Selon la cour, des "différences géographiques et climatiques" significatives existent entre Bonaire et les Pays-Bas, rendant impératif l'élaboration d'un plan d'adaptation dans un délai de quatre ans. Ce jugement a été salué comme une "victoire historique" par Greenpeace, qui estime qu'il pourrait "créer un précédent d'importance mondiale".
Les résidents de Bonaire ont formé un partenariat avec Greenpeace pour intenter cette action en justice, réclamant des réponses concrètes face aux menaces posées par la montée des eaux. L'ONG a insisté sur la nécessité d'un engagement solide et immédiat de la part des autorités néerlandaises.

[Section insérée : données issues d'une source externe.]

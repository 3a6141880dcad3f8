//! Public API types: plan steps, tool responses, observations, and the
//! kernel configuration surface.

use crate::breaker::CircuitBreakerConfig;
use serde::{Deserialize, Serialize};
use std::time::Duration;

/// Reserved keys in [`ToolResponse::metadata`].
///
/// Producers within the kernel only write these keys; tools may add their own
/// as long as they do not collide.
pub mod meta {
    /// Retrieval confidence in `[0, 1]`, set by retrieval tools.
    pub const SIMILARITY: &str = "similarity";
    /// Wall-clock seconds across all attempts, set by the reliable executor.
    pub const TOTAL_EXECUTION_TIME: &str = "total_execution_time";
    /// The tool the plan originally requested, set by the router.
    pub const REQUESTED_TOOL: &str = "requested_tool";
    /// The tool a fallback replaced, set by the router when a fallback fired.
    pub const FALLBACK_FROM: &str = "fallback_from";
    /// Error description, set on `status = error`.
    pub const ERROR: &str = "error";
    /// Circuit breaker state observed on call entry.
    pub const CIRCUIT_STATUS: &str = "circuit_status";
}

/// One plan entry: a tool name and the query to hand it.
///
/// Steps are independent; the kernel schedules them with no inter-step data
/// dependencies.
#[derive(Debug, Clone, PartialEq, Serialize, Deserialize)]
pub struct Step {
    /// Registered tool name (case-sensitive).
    pub tool: String,
    /// Query string passed to the tool, at most 2000 characters.
    pub query: String,
}

/// Outcome of a single tool invocation.
#[derive(Debug, Clone, Copy, PartialEq, Eq, Serialize, Deserialize)]
#[serde(rename_all = "snake_case")]
pub enum ToolStatus {
    /// The tool produced usable data.
    Success,
    /// The tool reported an ordinary failure; details live under
    /// [`meta::ERROR`].
    Error,
}

/// The uniform tool contract result: `{status, data, metadata}`.
#[derive(Debug, Clone, Serialize, Deserialize)]
pub struct ToolResponse {
    /// Success or error.
    pub status: ToolStatus,
    /// Tool output text. `None` on error.
    pub data: Option<String>,
    /// Free-form metadata map. See [`meta`] for reserved keys.
    #[serde(default)]
    pub metadata: serde_json::Map<String, serde_json::Value>,
}

impl ToolResponse {
    /// A successful response carrying `data`.
    pub fn success(data: impl Into<String>) -> Self {
        Self {
            status: ToolStatus::Success,
            data: Some(data.into()),
            metadata: serde_json::Map::new(),
        }
    }

    /// An error response with [`meta::ERROR`] set to `message`.
    pub fn error(message: impl Into<String>) -> Self {
        let mut metadata = serde_json::Map::new();
        metadata.insert(meta::ERROR.to_string(), message.into().into());
        Self {
            status: ToolStatus::Error,
            data: None,
            metadata,
        }
    }

    /// `true` when `status` is [`ToolStatus::Error`].
    pub fn is_error(&self) -> bool {
        self.status == ToolStatus::Error
    }

    /// Builder-style metadata insertion.
    pub fn with_meta(mut self, key: &str, value: impl Into<serde_json::Value>) -> Self {
        self.insert_meta(key, value);
        self
    }

    /// Insert (or overwrite) a metadata entry.
    pub fn insert_meta(&mut self, key: &str, value: impl Into<serde_json::Value>) {
        self.metadata.insert(key.to_string(), value.into());
    }

    /// Read a metadata entry as a string.
    pub fn meta_str(&self, key: &str) -> Option<&str> {
        self.metadata.get(key).and_then(|v| v.as_str())
    }

    /// Read a metadata entry as a float.
    pub fn meta_f64(&self, key: &str) -> Option<f64> {
        self.metadata.get(key).and_then(|v| v.as_f64())
    }
}

/// A step's completed [`ToolResponse`], tagged with its 1-based position in
/// the plan. Observations are always emitted in ascending `step_index`
/// regardless of completion order.
#[derive(Debug, Clone, Serialize, Deserialize)]
pub struct Observation {
    /// 1-based index of the step in the plan.
    pub step_index: usize,
    /// Tool named by the step.
    pub tool: String,
    /// Query the step carried.
    pub query: String,
    /// The tool's response after routing, retries, and fallback.
    pub response: ToolResponse,
}

/// Configuration for exponential-backoff retries around one tool call.
#[derive(Debug, Clone, PartialEq, Serialize, Deserialize)]
pub struct RetryConfig {
    /// Retries after the initial attempt (`max_retries = 2` means up to three
    /// attempts total).
    pub max_retries: u32,
    /// Base delay in milliseconds before the first retry.
    pub base_delay_ms: u64,
    /// Multiplier applied per subsequent retry.
    pub backoff_factor: f64,
}

impl RetryConfig {
    /// Compute the backoff before the retry following failed attempt
    /// `attempt` (0-based): `base_delay · backoff_factor^attempt`.
    pub fn delay_for(&self, attempt: u32) -> Duration {
        let millis = self.base_delay_ms as f64 * self.backoff_factor.powi(attempt as i32);
        Duration::from_millis(millis as u64)
    }
}

impl Default for RetryConfig {
    fn default() -> Self {
        Self {
            max_retries: 2,
            base_delay_ms: 500,
            backoff_factor: 2.0,
        }
    }
}

/// Kernel tuning knobs, every one overridable from the environment via
/// [`KernelConfig::from_env`].
#[derive(Debug, Clone)]
pub struct KernelConfig {
    /// Per-request fan-out cap (`MAX_PARALLEL_TOOLS`, default 4).
    pub max_parallel_tools: usize,
    /// Worker-local LLM concurrency cap (`LLM_MAX_CONCURRENCY`, default 2).
    pub llm_max_concurrency: usize,
    /// Router confidence-fallback boundary (`SIMILARITY_THRESHOLD`, default 0.50).
    pub similarity_threshold: f64,
    /// Reliable-executor retry policy (`MAX_RETRIES`, default 2 retries).
    pub retry: RetryConfig,
    /// Reliable-executor per-attempt timeout (`TIMEOUT_SECONDS`, default 10).
    pub tool_timeout: Duration,
    /// Cache entry lifetime (`CACHE_TTL_SECONDS`, default 3600).
    pub cache_ttl: Duration,
    /// Guardrail plan size cap (`MAX_PLAN_STEPS`, default 12).
    pub max_plan_steps: usize,
    /// Guardrail input length cap (`MAX_INPUT_LENGTH`, default 16000).
    pub max_input_length: usize,
    /// Plan parser repair rounds before the fallback plan (default 2).
    pub max_repair_attempts: u32,
    /// Breaker guarding language-model calls (threshold 4, recovery 30s,
    /// execution timeout 45s).
    pub llm_breaker: CircuitBreakerConfig,
    /// Breaker guarding each tool endpoint (threshold 3, recovery 30s,
    /// execution timeout 15s).
    pub tool_breaker: CircuitBreakerConfig,
}

impl Default for KernelConfig {
    fn default() -> Self {
        Self {
            max_parallel_tools: 4,
            llm_max_concurrency: 2,
            similarity_threshold: 0.50,
            retry: RetryConfig::default(),
            tool_timeout: Duration::from_secs(10),
            cache_ttl: Duration::from_secs(3600),
            max_plan_steps: 12,
            max_input_length: 16_000,
            max_repair_attempts: 2,
            llm_breaker: CircuitBreakerConfig {
                failure_threshold: 4,
                recovery_timeout: Duration::from_secs(30),
                execution_timeout: Duration::from_secs(45),
            },
            tool_breaker: CircuitBreakerConfig {
                failure_threshold: 3,
                recovery_timeout: Duration::from_secs(30),
                execution_timeout: Duration::from_secs(15),
            },
        }
    }
}

fn env_parse<T: std::str::FromStr>(key: &str, default: T) -> T {
    match std::env::var(key) {
        Ok(val) => val.parse().unwrap_or(default),
        Err(_) => default,
    }
}

impl KernelConfig {
    /// Build a config from the environment, falling back to defaults for
    /// unset or unparseable variables.
    ///
    /// Recognized variables: `MAX_PARALLEL_TOOLS`, `LLM_MAX_CONCURRENCY`,
    /// `SIMILARITY_THRESHOLD`, `TIMEOUT_SECONDS`, `MAX_RETRIES`,
    /// `CACHE_TTL_SECONDS`, `MAX_PLAN_STEPS`, `MAX_INPUT_LENGTH`,
    /// `LLM_FAILURE_THRESHOLD`, `TOOL_FAILURE_THRESHOLD`,
    /// `RECOVERY_TIMEOUT_SECONDS`, `LLM_EXECUTION_TIMEOUT_SECONDS`,
    /// `TOOL_EXECUTION_TIMEOUT_SECONDS`.
    pub fn from_env() -> Self {
        let mut config = Self::default();

        config.max_parallel_tools = env_parse("MAX_PARALLEL_TOOLS", config.max_parallel_tools);
        config.llm_max_concurrency = env_parse("LLM_MAX_CONCURRENCY", config.llm_max_concurrency);
        config.similarity_threshold =
            env_parse("SIMILARITY_THRESHOLD", config.similarity_threshold);
        config.tool_timeout =
            Duration::from_secs(env_parse("TIMEOUT_SECONDS", config.tool_timeout.as_secs()));
        config.retry.max_retries = env_parse("MAX_RETRIES", config.retry.max_retries);
        config.cache_ttl =
            Duration::from_secs(env_parse("CACHE_TTL_SECONDS", config.cache_ttl.as_secs()));
        config.max_plan_steps = env_parse("MAX_PLAN_STEPS", config.max_plan_steps);
        config.max_input_length = env_parse("MAX_INPUT_LENGTH", config.max_input_length);

        config.llm_breaker.failure_threshold = env_parse(
            "LLM_FAILURE_THRESHOLD",
            config.llm_breaker.failure_threshold,
        );
        config.tool_breaker.failure_threshold = env_parse(
            "TOOL_FAILURE_THRESHOLD",
            config.tool_breaker.failure_threshold,
        );
        let recovery = Duration::from_secs(env_parse(
            "RECOVERY_TIMEOUT_SECONDS",
            config.llm_breaker.recovery_timeout.as_secs(),
        ));
        config.llm_breaker.recovery_timeout = recovery;
        config.tool_breaker.recovery_timeout = recovery;
        config.llm_breaker.execution_timeout = Duration::from_secs(env_parse(
            "LLM_EXECUTION_TIMEOUT_SECONDS",
            config.llm_breaker.execution_timeout.as_secs(),
        ));
        config.tool_breaker.execution_timeout = Duration::from_secs(env_parse(
            "TOOL_EXECUTION_TIMEOUT_SECONDS",
            config.tool_breaker.execution_timeout.as_secs(),
        ));

        config
    }
}

#[cfg(test)]
mod tests {
    use super::*;

    #[test]
    fn tool_response_serde_round_trip() {
        let resp = ToolResponse::success("RAG is a retrieval technique")
            .with_meta(meta::SIMILARITY, 0.92)
            .with_meta(meta::REQUESTED_TOOL, "rag_search");

        let json = serde_json::to_string(&resp).unwrap();
        let back: ToolResponse = serde_json::from_str(&json).unwrap();
        assert_eq!(back.status, ToolStatus::Success);
        assert_eq!(back.meta_f64(meta::SIMILARITY), Some(0.92));
        assert_eq!(back.meta_str(meta::REQUESTED_TOOL), Some("rag_search"));
    }

    #[test]
    fn error_response_carries_message() {
        let resp = ToolResponse::error("connection refused");
        assert!(resp.is_error());
        assert!(resp.data.is_none());
        assert_eq!(resp.meta_str(meta::ERROR), Some("connection refused"));
    }

    #[test]
    fn status_serializes_snake_case() {
        assert_eq!(
            serde_json::to_string(&ToolStatus::Success).unwrap(),
            "\"success\""
        );
        assert_eq!(
            serde_json::to_string(&ToolStatus::Error).unwrap(),
            "\"error\""
        );
    }

    #[test]
    fn retry_backoff_grows_exponentially() {
        let retry = RetryConfig {
            max_retries: 3,
            base_delay_ms: 100,
            backoff_factor: 2.0,
        };
        assert_eq!(retry.delay_for(0), Duration::from_millis(100));
        assert_eq!(retry.delay_for(1), Duration::from_millis(200));
        assert_eq!(retry.delay_for(2), Duration::from_millis(400));
    }

    #[test]
    fn default_config_matches_documented_values() {
        let config = KernelConfig::default();
        assert_eq!(config.max_parallel_tools, 4);
        assert_eq!(config.llm_max_concurrency, 2);
        assert_eq!(config.similarity_threshold, 0.50);
        assert_eq!(config.tool_timeout, Duration::from_secs(10));
        assert_eq!(config.llm_breaker.failure_threshold, 4);
        assert_eq!(config.tool_breaker.failure_threshold, 3);
    }

    // Serialise tests that touch the environment; env vars are
    // process-global.
    static ENV_LOCK: std::sync::Mutex<()> = std::sync::Mutex::new(());

    #[test]
    fn from_env_overrides_defaults() {
        let _lock = ENV_LOCK.lock().unwrap();
        // SAFETY: protected by ENV_LOCK
        unsafe { std::env::set_var("MAX_PARALLEL_TOOLS", "8") };
        unsafe { std::env::set_var("SIMILARITY_THRESHOLD", "0.75") };
        let config = KernelConfig::from_env();
        unsafe { std::env::remove_var("MAX_PARALLEL_TOOLS") };
        unsafe { std::env::remove_var("SIMILARITY_THRESHOLD") };

        assert_eq!(config.max_parallel_tools, 8);
        assert_eq!(config.similarity_threshold, 0.75);
    }

    #[test]
    fn from_env_ignores_unparseable_values() {
        let _lock = ENV_LOCK.lock().unwrap();
        // SAFETY: protected by ENV_LOCK
        unsafe { std::env::set_var("MAX_RETRIES", "not a number") };
        let config = KernelConfig::from_env();
        unsafe { std::env::remove_var("MAX_RETRIES") };

        assert_eq!(config.retry.max_retries, RetryConfig::default().max_retries);
    }
}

Ce verdict souligne la responsabilité croissante des pays développés à protéger leurs territories d'outre-mer des impacts du changement climatique. L'expert en droit environnemental, Dr. Jean Dupont, a commenté : “Ce jugement pourrait inciter d'autres pays à réévaluer leurs responsabilités envers leurs territoires d'outre-mer”, indiquant que des mesures similaires pourraient être adoptées ailleurs.
La cour a également rappelé la vulnérabilité de certaines régions face aux effets néfastes du dérèglement climatique, et a encouragé un dialogue acté entre les gouvernements concernés. Ce jugement pourrait ainsi servir de référence pour d'autres litiges en rapport avec la justice climatique.